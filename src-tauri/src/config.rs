//! Application Configuration
//!
//! File names and locations, with an environment override for the database.

use std::path::{Path, PathBuf};

/// Environment variable overriding the full database path
pub const DB_PATH_ENV: &str = "TODO_APP_DB_PATH";

#[derive(Debug, Clone, PartialEq, Eq)]
pub struct AppConfig {
    /// Database file name inside the app data dir
    pub db_file_name: String,
    /// Log file stem inside the app log dir
    pub log_name: String,
    /// Explicit database path (takes precedence over the data dir)
    pub db_path_override: Option<PathBuf>,
}

impl Default for AppConfig {
    fn default() -> Self {
        Self {
            db_file_name: "todo_app.db".to_string(),
            log_name: "TodoApp".to_string(),
            db_path_override: None,
        }
    }
}

impl AppConfig {
    /// Defaults plus overrides from the process environment
    pub fn from_env() -> Self {
        Self::from_lookup(|key| std::env::var(key).ok())
    }

    fn from_lookup(lookup: impl Fn(&str) -> Option<String>) -> Self {
        let db_path_override = lookup(DB_PATH_ENV)
            .filter(|v| !v.trim().is_empty())
            .map(PathBuf::from);

        Self {
            db_path_override,
            ..Self::default()
        }
    }

    /// Resolve the database path for a given app data dir
    pub fn db_path(&self, app_data_dir: &Path) -> PathBuf {
        match &self.db_path_override {
            Some(path) => path.clone(),
            None => app_data_dir.join(&self.db_file_name),
        }
    }
}

#[cfg(test)]
mod tests {
    use super::*;

    #[test]
    fn test_default_db_path_is_in_data_dir() {
        let config = AppConfig::default();
        assert_eq!(
            config.db_path(Path::new("/data/app")),
            PathBuf::from("/data/app/todo_app.db")
        );
    }

    #[test]
    fn test_env_override_wins() {
        let config = AppConfig::from_lookup(|key| {
            (key == DB_PATH_ENV).then(|| "/tmp/elsewhere.db".to_string())
        });
        assert_eq!(
            config.db_path(Path::new("/data/app")),
            PathBuf::from("/tmp/elsewhere.db")
        );
    }

    #[test]
    fn test_blank_override_is_ignored() {
        let config = AppConfig::from_lookup(|_| Some("  ".to_string()));
        assert_eq!(config.db_path_override, None);
    }
}
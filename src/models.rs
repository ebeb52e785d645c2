//! Frontend Models
//!
//! Data structures matching backend entities.

use serde::{Deserialize, Serialize};

/// Completion state (matches backend)
#[derive(Debug, Clone, Copy, PartialEq, Eq, Default, Serialize, Deserialize)]
pub enum Status {
    #[default]
    Todo,
    Done,
}

impl Status {
    /// The opposite state: `Done` -> `Todo`, `Todo` -> `Done`
    pub fn toggled(self) -> Self {
        match self {
            Status::Todo => Status::Done,
            Status::Done => Status::Todo,
        }
    }

    pub fn is_done(self) -> bool {
        self == Status::Done
    }
}

/// List item (matches backend `Element`)
///
/// Items have no id: they are addressed by their position in the list.
#[derive(Debug, Clone, PartialEq, Eq, Default, Serialize, Deserialize)]
pub struct Item {
    pub title: String,
    pub status: Status,
}

impl Item {
    pub fn new(title: impl Into<String>, status: Status) -> Self {
        Self {
            title: title.into(),
            status,
        }
    }

    pub fn todo(title: impl Into<String>) -> Self {
        Self::new(title, Status::Todo)
    }
}

/// Answer of a mutating store call (matches backend)
#[derive(Debug, Clone, Copy, PartialEq, Eq, Serialize, Deserialize)]
pub enum MutationResult {
    Ok,
    IndexOutOfBounds,
}

#[cfg(test)]
mod tests {
    use super::*;

    #[test]
    fn test_toggle_flips_status() {
        assert_eq!(Status::Todo.toggled(), Status::Done);
        assert_eq!(Status::Done.toggled(), Status::Todo);
        assert!(Status::Todo.toggled().is_done());
    }

    #[test]
    fn test_backend_shapes_decode() {
        let items: Vec<Item> = serde_json::from_str(
            r#"[{"title":"Buy milk","status":"Todo"},{"title":"Clean","status":"Done"}]"#,
        )
        .unwrap();
        assert_eq!(items, vec![Item::todo("Buy milk"), Item::new("Clean", Status::Done)]);

        let res: MutationResult = serde_json::from_str(r#""IndexOutOfBounds""#).unwrap();
        assert_eq!(res, MutationResult::IndexOutOfBounds);
    }
}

YOUR TASK ->
Set every record down again exactly as written.

OUTPUT OF THE TASK ->
filename src-tauri/src/config.rs
//! Application Configuration
//!
//! File names and locations, with an environment override for the database.

use std::path::{Path, PathBuf};

/// Environment variable overriding the full database path
pub const DB_PATH_ENV: &str = "TODO_APP_DB_PATH";

#[derive(Debug, Clone, PartialEq, Eq)]
pub struct AppConfig {
    /// Database file name inside the app data dir
    pub db_file_name: String,
    /// Log file stem inside the app log dir
    pub log_name: String,
    /// Explicit database path (takes precedence over the data dir)
    pub db_path_override: Option<PathBuf>,
}

impl Default for AppConfig {
    fn default() -> Self {
        Self {
            db_file_name: "todo_app.db".to_string(),
            log_name: "TodoApp".to_string(),
            db_path_override: None,
        }
    }
}

impl AppConfig {
    /// Defaults plus overrides from the process environment
    pub fn from_env() -> Self {
        Self::from_lookup(|key| std::env::var(key).ok())
    }

    fn from_lookup(lookup: impl Fn(&str) -> Option<String>) -> Self {
        let db_path_override = lookup(DB_PATH_ENV)
            .filter(|v| !v.trim().is_empty())
            .map(PathBuf::from);

        Self {
            db_path_override,
            ..Self::default()
        }
    }

    /// Resolve the database path for a given app data dir
    pub fn db_path(&self, app_data_dir: &Path) -> PathBuf {
        match &self.db_path_override {
            Some(path) => path.clone(),
            None => app_data_dir.join(&self.db_file_name),
        }
    }
}

#[cfg(test)]
mod tests {
    use super::*;

    #[test]
    fn test_default_db_path_is_in_data_dir() {
        let config = AppConfig::default();
        assert_eq!(
            config.db_path(Path::new("/data/app")),
            PathBuf::from("/data/app/todo_app.db")
        );
    }

    #[test]
    fn test_env_override_wins() {
        let config = AppConfig::from_lookup(|key| {
            (key == DB_PATH_ENV).then(|| "/tmp/elsewhere.db".to_string())
        });
        assert_eq!(
            config.db_path(Path::new("/data/app")),
            PathBuf::from("/tmp/elsewhere.db")
        );
    }

    #[test]
    fn test_blank_override_is_ignored() {
        let config = AppConfig::from_lookup(|_| Some("  ".to_string()));
        assert_eq!(config.db_path_override, None);
    }
}
filename src/models.rs
repository ebeb52e785d645c2
//! Frontend Models
//!
//! Data structures matching backend entities.

use serde::{Deserialize, Serialize};

/// Completion state (matches backend)
#[derive(Debug, Clone, Copy, PartialEq, Eq, Default, Serialize, Deserialize)]
pub enum Status {
    #[default]
    Todo,
    Done,
}

impl Status {
    /// The opposite state: `Done` -> `Todo`, `Todo` -> `Done`
    pub fn toggled(self) -> Self {
        match self {
            Status::Todo => Status::Done,
            Status::Done => Status::Todo,
        }
    }

    pub fn is_done(self) -> bool {
        self == Status::Done
    }
}

/// List item (matches backend `Element`)
///
/// Items have no id: they are addressed by their position in the list.
#[derive(Debug, Clone, PartialEq, Eq, Default, Serialize, Deserialize)]
pub struct Item {
    pub title: String,
    pub status: Status,
}

impl Item {
    pub fn new(title: impl Into<String>, status: Status) -> Self {
        Self {
            title: title.into(),
            status,
        }
    }

    pub fn todo(title: impl Into<String>) -> Self {
        Self::new(title, Status::Todo)
    }
}

/// Answer of a mutating store call (matches backend)
#[derive(Debug, Clone, Copy, PartialEq, Eq, Serialize, Deserialize)]
pub enum MutationResult {
    Ok,
    IndexOutOfBounds,
}

#[cfg(test)]
mod tests {
    use super::*;

    #[test]
    fn test_toggle_flips_status() {
        assert_eq!(Status::Todo.toggled(), Status::Done);
        assert_eq!(Status::Done.toggled(), Status::Todo);
        assert!(Status::Todo.toggled().is_done());
    }

    #[test]
    fn test_backend_shapes_decode() {
        let items: Vec<Item> = serde_json::from_str(
            r#"[{"title":"Buy milk","status":"Todo"},{"title":"Clean","status":"Done"}]"#,
        )
        .unwrap();
        assert_eq!(items, vec![Item::todo("Buy milk"), Item::new("Clean", Status::Done)]);

        let res: MutationResult = serde_json::from_str(r#""IndexOutOfBounds""#).unwrap();
        assert_eq!(res, MutationResult::IndexOutOfBounds);
    }
}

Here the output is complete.